Thursday, August 30, 2012
August 30
August 30 is the birthdate of Mary Wollstonecraft Shelley. In 1816, she and poet Percy Bysshe Shelley famously spent a summer with poet Lord Byron and others near Geneva, Switzerland, where Mary (at age 18) conceived the idea for her novel Frankenstein; or, The Modern Prometheus. Conversation turned to the topics of galvanism (bringing organisms to life using electricity) and similar occult ideas, and Shelley and the others competed to see who could write the best horror story. She later dreamt about a scientist who created life and was horrified by what he had made. Thus was born the monster.
August 30
August 30 is the birthdate of author Edgar Rice Burroughs, a native of Chicago.
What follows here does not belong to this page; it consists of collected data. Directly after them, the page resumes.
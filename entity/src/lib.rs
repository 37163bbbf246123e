pub mod application;
pub mod application_field;
pub mod category_gate;
pub mod user;

pub mod prelude {
    pub use super::application::Entity as Application;
    pub use super::application_field::Entity as ApplicationField;
    pub use super::category_gate::Entity as CategoryGate;
    pub use super::user::Entity as User;
}
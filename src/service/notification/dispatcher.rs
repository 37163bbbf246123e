use std::sync::Arc;

use serenity::http::Http;
use tokio::sync::mpsc;
use tokio::time::timeout;

use crate::config::DiscordConfig;
use crate::service::notification::delivery::{NotificationDelivery, DELIVERY_TIMEOUT};
use crate::service::notification::NotificationJob;

/// Pending notices beyond this are dropped rather than blocking requests.
const QUEUE_CAPACITY: usize = 64;

/// Sending half of the notification queue, cloned into request handlers.
#[derive(Clone)]
pub struct NotificationDispatcher {
    tx: mpsc::Sender<NotificationJob>,
}

impl NotificationDispatcher {
    /// Spawns the delivery worker and returns the dispatch handle.
    ///
    /// The worker drains the queue for the lifetime of the process. Each
    /// delivery runs under [`DELIVERY_TIMEOUT`]; a slow or failed delivery
    /// is logged and the worker moves on to the next job.
    ///
    /// # Arguments
    /// - `discord_http` - Shared Discord HTTP client for member lookup
    /// - `discord` - Guild and webhook configuration
    pub fn spawn(discord_http: Arc<Http>, discord: DiscordConfig) -> Self {
        let (tx, mut rx) = mpsc::channel::<NotificationJob>(QUEUE_CAPACITY);

        tokio::spawn(async move {
            let delivery = NotificationDelivery::new(discord_http, discord);

            while let Some(job) = rx.recv().await {
                match timeout(DELIVERY_TIMEOUT, delivery.deliver(&job)).await {
                    Ok(Ok(())) => {}
                    Ok(Err(e)) => {
                        tracing::warn!(
                            "Failed to deliver {} notice for application {} ({}): {}",
                            job.status,
                            job.application_id,
                            job.discord_handle,
                            e
                        );
                    }
                    Err(_) => {
                        tracing::warn!(
                            "Delivery of {} notice for application {} ({}) timed out",
                            job.status,
                            job.application_id,
                            job.discord_handle
                        );
                    }
                }
            }
        });

        Self { tx }
    }

    /// Wraps an existing sender without spawning a worker.
    ///
    /// Lets tests attach a receiver and inspect what would have been
    /// delivered.
    pub fn for_sender(tx: mpsc::Sender<NotificationJob>) -> Self {
        Self { tx }
    }

    /// Queues a status notice without waiting for delivery.
    ///
    /// Never blocks and never fails the caller. A full or closed queue
    /// drops the notice with a warning.
    pub fn enqueue(&self, job: NotificationJob) {
        if let Err(e) = self.tx.try_send(job) {
            tracing::warn!("Dropping status notice, queue unavailable: {}", e);
        }
    }
}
His most famous novel, Tarzan of the Apes, was serialized in a pulp fiction magazine in 1912. It tells the story of John Clayton, born in the western coastal jungle of equatorial Africa to John and Alice Clayton, Lord and Lady Greystoke, a marooned English couple. When his parents die, the infant John is adopted by a she-ape Kala, who names him Tarzan ("White Skin" in ape language) and raises him in ignorance of his human heritage. Burroughs continued the Tarzan series into the 1940s with two dozen sequels. Pictured: revised cover of the 1914 book edition.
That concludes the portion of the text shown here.